(Data entries)
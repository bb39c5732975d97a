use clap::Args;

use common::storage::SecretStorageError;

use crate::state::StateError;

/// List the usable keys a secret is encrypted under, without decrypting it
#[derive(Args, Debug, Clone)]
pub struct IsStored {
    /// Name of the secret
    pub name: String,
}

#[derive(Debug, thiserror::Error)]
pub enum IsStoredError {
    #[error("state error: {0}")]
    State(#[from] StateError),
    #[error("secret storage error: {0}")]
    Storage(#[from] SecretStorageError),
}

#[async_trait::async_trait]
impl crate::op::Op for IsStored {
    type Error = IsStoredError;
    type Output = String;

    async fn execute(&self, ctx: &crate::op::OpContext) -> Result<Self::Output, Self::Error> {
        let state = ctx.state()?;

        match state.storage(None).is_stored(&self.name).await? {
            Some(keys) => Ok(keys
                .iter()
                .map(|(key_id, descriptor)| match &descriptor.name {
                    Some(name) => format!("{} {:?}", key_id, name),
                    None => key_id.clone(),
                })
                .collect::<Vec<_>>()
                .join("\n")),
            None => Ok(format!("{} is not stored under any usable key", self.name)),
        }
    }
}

==

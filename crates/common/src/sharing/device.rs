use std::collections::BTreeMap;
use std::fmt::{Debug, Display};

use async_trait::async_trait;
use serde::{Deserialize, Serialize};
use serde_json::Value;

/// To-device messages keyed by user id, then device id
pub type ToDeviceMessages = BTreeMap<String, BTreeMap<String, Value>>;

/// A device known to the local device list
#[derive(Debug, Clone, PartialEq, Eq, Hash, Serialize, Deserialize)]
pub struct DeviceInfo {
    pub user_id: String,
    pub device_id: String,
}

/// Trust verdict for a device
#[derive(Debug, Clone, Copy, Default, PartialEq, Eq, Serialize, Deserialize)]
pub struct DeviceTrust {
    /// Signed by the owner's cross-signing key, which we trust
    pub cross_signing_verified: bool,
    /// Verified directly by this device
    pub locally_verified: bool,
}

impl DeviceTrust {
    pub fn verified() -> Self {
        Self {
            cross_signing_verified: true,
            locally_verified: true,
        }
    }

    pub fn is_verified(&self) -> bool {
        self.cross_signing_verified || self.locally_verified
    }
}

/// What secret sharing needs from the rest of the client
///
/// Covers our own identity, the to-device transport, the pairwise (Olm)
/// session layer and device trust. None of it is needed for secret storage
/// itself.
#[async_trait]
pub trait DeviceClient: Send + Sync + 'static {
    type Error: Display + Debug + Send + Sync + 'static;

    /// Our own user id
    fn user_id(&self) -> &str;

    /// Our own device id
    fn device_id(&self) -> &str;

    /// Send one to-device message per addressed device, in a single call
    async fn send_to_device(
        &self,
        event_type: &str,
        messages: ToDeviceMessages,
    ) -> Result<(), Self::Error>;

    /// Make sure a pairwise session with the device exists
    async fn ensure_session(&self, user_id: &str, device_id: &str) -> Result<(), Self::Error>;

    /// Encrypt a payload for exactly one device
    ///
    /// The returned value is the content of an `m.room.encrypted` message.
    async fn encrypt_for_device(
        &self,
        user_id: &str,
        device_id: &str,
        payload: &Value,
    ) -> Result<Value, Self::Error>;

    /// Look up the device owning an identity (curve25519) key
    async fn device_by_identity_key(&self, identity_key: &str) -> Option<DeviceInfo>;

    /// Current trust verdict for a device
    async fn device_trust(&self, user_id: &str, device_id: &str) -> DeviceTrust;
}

§ **Your task**: Each line of the data that holds "StateError" should be reported.

§ **Result of the exercise**:
use crate::state::StateError;
    State(#[from] StateError),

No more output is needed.